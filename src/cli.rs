use clap::Parser;
use std::path::PathBuf;

/// 课程视频目录播放器
#[derive(Parser, Debug)]
#[command(name = "courseplay")]
#[command(version)]
#[command(about = "在终端里浏览课程视频目录并用 mpv 播放", long_about = None)]
pub struct Cli {
    /// 目录文档地址 (支持 http(s) 链接和本地文件路径)
    #[arg(long, value_name = "URL|PATH")]
    #[arg(default_value = "videos_index.json")]
    pub catalog: String,

    /// mpv 可执行文件路径
    #[arg(long, value_name = "PATH")]
    #[arg(default_value = "mpv")]
    pub mpv_path: String,

    /// 字幕语言代码，用于从视频地址派生字幕文件名
    #[arg(long, value_name = "LANG")]
    #[arg(default_value = "zh")]
    pub sub_lang: String,

    /// 不挂载字幕轨
    #[arg(long, default_value_t = false)]
    pub no_subtitle: bool,

    /// 纯浏览模式，不启动播放器
    #[arg(long, default_value_t = false)]
    pub no_player: bool,

    /// 目录请求超时时间（秒）
    #[arg(long, value_name = "SECS")]
    #[arg(default_value_t = 10)]
    pub timeout: u64,

    /// 调试日志写到指定文件（不给则只在标准错误输出严重错误）
    #[arg(long, value_name = "FILE")]
    pub log_file: Option<PathBuf>,
}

■ ■ ■ ■ ■

- Work item:
Would you filter the records and copy out each line containing "Parser"?

- Solution to this problem:
use clap::Parser;
#[derive(Parser, Debug)]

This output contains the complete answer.